**Saved data entries**
___
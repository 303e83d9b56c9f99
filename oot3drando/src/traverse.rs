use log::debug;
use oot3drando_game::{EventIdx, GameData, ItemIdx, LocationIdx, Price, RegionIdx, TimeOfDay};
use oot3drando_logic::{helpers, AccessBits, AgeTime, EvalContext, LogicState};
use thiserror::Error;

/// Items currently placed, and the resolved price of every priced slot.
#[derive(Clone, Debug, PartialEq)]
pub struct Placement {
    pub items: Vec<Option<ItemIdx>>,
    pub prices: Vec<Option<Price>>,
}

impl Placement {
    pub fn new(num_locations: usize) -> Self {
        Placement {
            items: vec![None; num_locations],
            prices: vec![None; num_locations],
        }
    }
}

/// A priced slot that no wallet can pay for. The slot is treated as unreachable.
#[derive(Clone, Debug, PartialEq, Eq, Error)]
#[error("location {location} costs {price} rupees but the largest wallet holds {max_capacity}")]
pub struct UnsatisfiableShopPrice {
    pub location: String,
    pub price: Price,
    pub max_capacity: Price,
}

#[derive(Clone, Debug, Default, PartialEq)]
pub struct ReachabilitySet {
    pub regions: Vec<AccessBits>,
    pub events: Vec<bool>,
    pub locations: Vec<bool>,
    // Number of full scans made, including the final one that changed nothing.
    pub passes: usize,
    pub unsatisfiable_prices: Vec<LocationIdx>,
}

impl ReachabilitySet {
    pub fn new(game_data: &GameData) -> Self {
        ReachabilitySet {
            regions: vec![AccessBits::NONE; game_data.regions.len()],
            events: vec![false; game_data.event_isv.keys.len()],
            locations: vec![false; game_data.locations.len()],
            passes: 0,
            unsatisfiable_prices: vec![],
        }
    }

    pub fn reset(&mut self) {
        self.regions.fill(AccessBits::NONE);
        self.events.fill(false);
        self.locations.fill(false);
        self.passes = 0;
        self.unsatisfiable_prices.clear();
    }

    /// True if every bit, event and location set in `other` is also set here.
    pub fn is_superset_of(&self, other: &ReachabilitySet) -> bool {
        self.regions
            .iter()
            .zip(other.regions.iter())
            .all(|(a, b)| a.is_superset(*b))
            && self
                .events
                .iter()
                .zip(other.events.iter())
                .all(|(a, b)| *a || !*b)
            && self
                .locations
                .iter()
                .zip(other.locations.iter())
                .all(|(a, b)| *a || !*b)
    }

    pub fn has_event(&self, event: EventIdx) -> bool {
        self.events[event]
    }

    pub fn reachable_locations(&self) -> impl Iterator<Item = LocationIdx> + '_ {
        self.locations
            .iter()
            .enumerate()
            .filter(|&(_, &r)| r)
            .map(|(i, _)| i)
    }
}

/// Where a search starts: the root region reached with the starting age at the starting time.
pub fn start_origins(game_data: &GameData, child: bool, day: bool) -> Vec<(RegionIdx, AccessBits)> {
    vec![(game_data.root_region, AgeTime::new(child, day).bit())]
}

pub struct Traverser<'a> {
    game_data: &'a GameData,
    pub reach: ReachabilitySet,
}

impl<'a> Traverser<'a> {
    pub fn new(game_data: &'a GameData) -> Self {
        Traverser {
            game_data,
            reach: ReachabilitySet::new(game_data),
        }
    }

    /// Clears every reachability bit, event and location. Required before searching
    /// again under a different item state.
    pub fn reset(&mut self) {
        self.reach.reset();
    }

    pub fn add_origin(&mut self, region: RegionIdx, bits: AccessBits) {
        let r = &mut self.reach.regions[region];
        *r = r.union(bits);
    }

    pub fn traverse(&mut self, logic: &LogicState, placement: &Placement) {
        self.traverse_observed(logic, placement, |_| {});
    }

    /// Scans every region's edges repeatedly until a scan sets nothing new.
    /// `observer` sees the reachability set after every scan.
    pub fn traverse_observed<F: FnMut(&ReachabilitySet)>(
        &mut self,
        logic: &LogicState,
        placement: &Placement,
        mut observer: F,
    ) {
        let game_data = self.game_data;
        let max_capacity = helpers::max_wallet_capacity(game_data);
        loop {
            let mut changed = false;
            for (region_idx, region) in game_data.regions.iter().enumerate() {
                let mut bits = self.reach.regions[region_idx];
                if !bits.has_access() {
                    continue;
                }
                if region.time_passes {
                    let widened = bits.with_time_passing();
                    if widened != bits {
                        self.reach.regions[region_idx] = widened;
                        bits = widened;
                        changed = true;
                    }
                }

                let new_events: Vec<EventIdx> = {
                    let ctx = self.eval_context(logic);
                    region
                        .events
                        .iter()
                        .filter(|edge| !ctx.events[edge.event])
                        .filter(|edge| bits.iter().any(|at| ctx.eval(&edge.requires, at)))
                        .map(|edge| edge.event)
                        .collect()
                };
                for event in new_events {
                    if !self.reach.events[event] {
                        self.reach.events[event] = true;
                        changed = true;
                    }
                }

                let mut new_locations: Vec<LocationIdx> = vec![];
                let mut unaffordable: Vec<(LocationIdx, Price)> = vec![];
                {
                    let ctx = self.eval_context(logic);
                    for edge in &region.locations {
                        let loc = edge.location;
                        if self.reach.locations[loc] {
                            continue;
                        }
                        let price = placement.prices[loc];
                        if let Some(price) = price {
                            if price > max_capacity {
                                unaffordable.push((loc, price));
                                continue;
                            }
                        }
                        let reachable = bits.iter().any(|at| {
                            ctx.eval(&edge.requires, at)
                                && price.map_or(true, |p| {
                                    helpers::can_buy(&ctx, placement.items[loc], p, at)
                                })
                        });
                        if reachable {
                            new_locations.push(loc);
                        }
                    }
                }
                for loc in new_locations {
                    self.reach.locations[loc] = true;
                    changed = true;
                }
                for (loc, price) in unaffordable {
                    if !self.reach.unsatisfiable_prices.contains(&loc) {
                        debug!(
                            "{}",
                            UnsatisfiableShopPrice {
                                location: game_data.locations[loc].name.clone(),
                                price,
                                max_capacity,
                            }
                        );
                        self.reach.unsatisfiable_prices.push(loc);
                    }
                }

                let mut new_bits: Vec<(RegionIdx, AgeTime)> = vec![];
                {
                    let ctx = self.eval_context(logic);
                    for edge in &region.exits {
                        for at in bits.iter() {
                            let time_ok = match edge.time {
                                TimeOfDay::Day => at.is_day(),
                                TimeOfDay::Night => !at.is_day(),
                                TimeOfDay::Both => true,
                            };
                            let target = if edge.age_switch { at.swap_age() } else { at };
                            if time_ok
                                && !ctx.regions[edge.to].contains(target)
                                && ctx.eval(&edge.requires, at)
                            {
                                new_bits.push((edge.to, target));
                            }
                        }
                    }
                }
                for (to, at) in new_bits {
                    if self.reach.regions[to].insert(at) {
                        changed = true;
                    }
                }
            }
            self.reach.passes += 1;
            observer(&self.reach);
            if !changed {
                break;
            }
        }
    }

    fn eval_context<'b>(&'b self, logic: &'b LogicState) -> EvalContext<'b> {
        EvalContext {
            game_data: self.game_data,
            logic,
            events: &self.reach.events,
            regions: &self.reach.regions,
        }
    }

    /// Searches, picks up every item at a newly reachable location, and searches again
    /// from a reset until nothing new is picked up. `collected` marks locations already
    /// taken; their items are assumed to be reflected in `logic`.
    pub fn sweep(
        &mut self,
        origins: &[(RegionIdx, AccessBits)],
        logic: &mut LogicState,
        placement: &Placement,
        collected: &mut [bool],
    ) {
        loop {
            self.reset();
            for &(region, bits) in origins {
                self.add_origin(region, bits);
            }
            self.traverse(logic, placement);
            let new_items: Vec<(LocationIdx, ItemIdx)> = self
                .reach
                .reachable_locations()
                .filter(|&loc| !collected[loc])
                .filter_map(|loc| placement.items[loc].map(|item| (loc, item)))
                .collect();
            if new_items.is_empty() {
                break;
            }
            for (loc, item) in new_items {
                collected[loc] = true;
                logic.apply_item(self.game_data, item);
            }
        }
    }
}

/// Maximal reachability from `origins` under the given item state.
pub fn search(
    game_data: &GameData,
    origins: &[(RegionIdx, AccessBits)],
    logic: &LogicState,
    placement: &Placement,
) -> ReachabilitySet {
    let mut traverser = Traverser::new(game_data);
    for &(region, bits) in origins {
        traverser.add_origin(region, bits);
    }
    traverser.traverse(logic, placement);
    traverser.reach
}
___
**PROBLEM**
Look through the records and gather each line with the word "collected".

**YOUR SOLUTION**
    /// from a reset until nothing new is picked up. `collected` marks locations already
        collected: &mut [bool],
                .filter(|&loc| !collected[loc])
                collected[loc] = true;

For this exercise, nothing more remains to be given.